-- SUPPLIED RECORDS --
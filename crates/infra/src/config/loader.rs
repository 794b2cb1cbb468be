//! Configuration loader
//!
//! ## Loading Strategy
//! 1. Probe the standard locations for a config file (JSON or TOML)
//! 2. Fall back to the built-in defaults when none is found
//! 3. Apply environment variable overrides
//! 4. Validate the result
//!
//! ## Environment Variables
//! - `LOOPAUTH_AUTHORIZATION_URL`: Authorization page URL
//! - `LOOPAUTH_TOKEN_URL`: Token endpoint URL
//! - `LOOPAUTH_USERINFO_URL`: Identity endpoint prefix
//! - `LOOPAUTH_LOOPBACK_PATH`: Redirect path on the loopback listener
//! - `LOOPAUTH_APPLICATION_NAME`: Name shown on the acknowledgment page
//! - `LOOPAUTH_HTTP_TIMEOUT`: Outbound request timeout in seconds
//! - `LOOPAUTH_USER_AGENT`: Outbound `User-Agent`
//!
//! ## File Locations
//! `loopauth.{toml,json}` then `config.{toml,json}` in the current directory,
//! its two parents, and the same set relative to the executable.

use std::path::{Path, PathBuf};

use loopauth_domain::{DesktopOAuthConfig, LoopauthError, Result};
use url::Url;

use crate::errors::InfraError;

const CONFIG_FILE_NAMES: [&str; 4] = ["loopauth.toml", "loopauth.json", "config.toml", "config.json"];
const SEARCH_DIRS: [&str; 3] = [".", "..", "../.."];

/// Load configuration from the first file found, or defaults, then apply
/// environment overrides.
///
/// # Errors
/// Returns `LoopauthError::Config` if a found file cannot be parsed, an
/// override has an invalid value, or validation fails.
pub fn load() -> Result<DesktopOAuthConfig> {
    let config = match probe_config_paths() {
        Some(path) => load_from_file(Some(path))?,
        None => {
            tracing::debug!("No config file found, using defaults");
            DesktopOAuthConfig::default()
        }
    };

    let config = apply_env_overrides(config)?;
    validate(&config)?;
    Ok(config)
}

/// Defaults with environment overrides applied. No file is read.
///
/// # Errors
/// Returns `LoopauthError::Config` if an override is invalid.
pub fn load_from_env() -> Result<DesktopOAuthConfig> {
    let config = apply_env_overrides(DesktopOAuthConfig::default())?;
    validate(&config)?;
    Ok(config)
}

/// Load configuration from a file
///
/// If `path` is `None`, probes the standard locations. Format is detected
/// by extension (`.json` or `.toml`). Missing sections take their defaults.
///
/// # Errors
/// Returns `LoopauthError::Config` if the file is missing or malformed.
pub fn load_from_file(path: Option<PathBuf>) -> Result<DesktopOAuthConfig> {
    let config_path = match path {
        Some(p) => {
            if !p.exists() {
                return Err(LoopauthError::Config(format!(
                    "Config file not found: {}",
                    p.display()
                )));
            }
            p
        }
        None => probe_config_paths().ok_or_else(|| {
            LoopauthError::Config("No config file found in any of the standard locations".into())
        })?,
    };

    tracing::info!(path = %config_path.display(), "Loading configuration from file");

    let contents = std::fs::read_to_string(&config_path)
        .map_err(|e| LoopauthError::Config(format!("Failed to read config file: {}", e)))?;

    parse_config(&contents, &config_path)
}

fn parse_config(contents: &str, path: &Path) -> Result<DesktopOAuthConfig> {
    let extension = path.extension().and_then(|e| e.to_str()).unwrap_or("json");

    match extension {
        "toml" => toml::from_str(contents).map_err(|e| LoopauthError::from(InfraError::from(e))),
        "json" => serde_json::from_str(contents).map_err(|e| LoopauthError::from(InfraError::from(e))),
        _ => Err(LoopauthError::Config(format!("Unsupported config format: {}", extension))),
    }
}

/// First existing config file in the standard locations.
pub fn probe_config_paths() -> Option<PathBuf> {
    let mut roots = Vec::new();

    if let Ok(cwd) = std::env::current_dir() {
        roots.push(cwd);
    }

    if let Ok(exe_path) = std::env::current_exe() {
        if let Some(exe_dir) = exe_path.parent() {
            roots.push(exe_dir.to_path_buf());
        }
    }

    roots
        .iter()
        .flat_map(|root| {
            SEARCH_DIRS.iter().flat_map(move |dir| {
                CONFIG_FILE_NAMES.iter().map(move |name| root.join(dir).join(name))
            })
        })
        .find(|path| path.is_file())
}

/// Overlay `LOOPAUTH_*` environment variables onto `config`.
///
/// # Errors
/// Returns `LoopauthError::Config` if `LOOPAUTH_HTTP_TIMEOUT` is not a
/// number.
pub fn apply_env_overrides(mut config: DesktopOAuthConfig) -> Result<DesktopOAuthConfig> {
    if let Some(value) = env_opt("LOOPAUTH_AUTHORIZATION_URL") {
        config.endpoints.authorization_url = value;
    }
    if let Some(value) = env_opt("LOOPAUTH_TOKEN_URL") {
        config.endpoints.token_url = value;
    }
    if let Some(value) = env_opt("LOOPAUTH_USERINFO_URL") {
        config.endpoints.userinfo_url = value;
    }
    if let Some(value) = env_opt("LOOPAUTH_LOOPBACK_PATH") {
        config.loopback.path = value;
    }
    if let Some(value) = env_opt("LOOPAUTH_APPLICATION_NAME") {
        config.loopback.application_name = value;
    }
    if let Some(value) = env_opt("LOOPAUTH_HTTP_TIMEOUT") {
        config.http.timeout_seconds = value
            .parse::<u64>()
            .map_err(|e| LoopauthError::Config(format!("Invalid HTTP timeout: {}", e)))?;
    }
    if let Some(value) = env_opt("LOOPAUTH_USER_AGENT") {
        config.http.user_agent = Some(value);
    }

    Ok(config)
}

/// Check invariants the components rely on.
///
/// # Errors
/// Returns `LoopauthError::Config` naming the first offending field.
pub fn validate(config: &DesktopOAuthConfig) -> Result<()> {
    validate_endpoint("endpoints.authorization_url", &config.endpoints.authorization_url)?;
    validate_endpoint("endpoints.token_url", &config.endpoints.token_url)?;
    validate_endpoint("endpoints.userinfo_url", &config.endpoints.userinfo_url)?;

    if !config.loopback.path.starts_with('/') {
        return Err(LoopauthError::Config(format!(
            "loopback.path must start with '/': {}",
            config.loopback.path
        )));
    }

    if config.http.timeout_seconds == 0 {
        return Err(LoopauthError::Config("http.timeout_seconds must be positive".into()));
    }

    Ok(())
}

fn validate_endpoint(field: &str, value: &str) -> Result<()> {
    let parsed = Url::parse(value)
        .map_err(|e| LoopauthError::Config(format!("{field} is not a valid URL: {e}")))?;

    match parsed.scheme() {
        "http" | "https" => Ok(()),
        scheme => Err(LoopauthError::Config(format!(
            "{field} must use http or https, got '{scheme}'"
        ))),
    }
}

/// Non-empty environment variable value.
fn env_opt(key: &str) -> Option<String> {
    std::env::var(key).ok().map(|v| v.trim().to_string()).filter(|v| !v.is_empty())
}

-- TASK GOAL --
Among the lines above, find those carrying the word "parsed" and copy them out.

-- OUTPUT BELOW --
/// Returns `LoopauthError::Config` if a found file cannot be parsed, an
    let parsed = Url::parse(value)
    match parsed.scheme() {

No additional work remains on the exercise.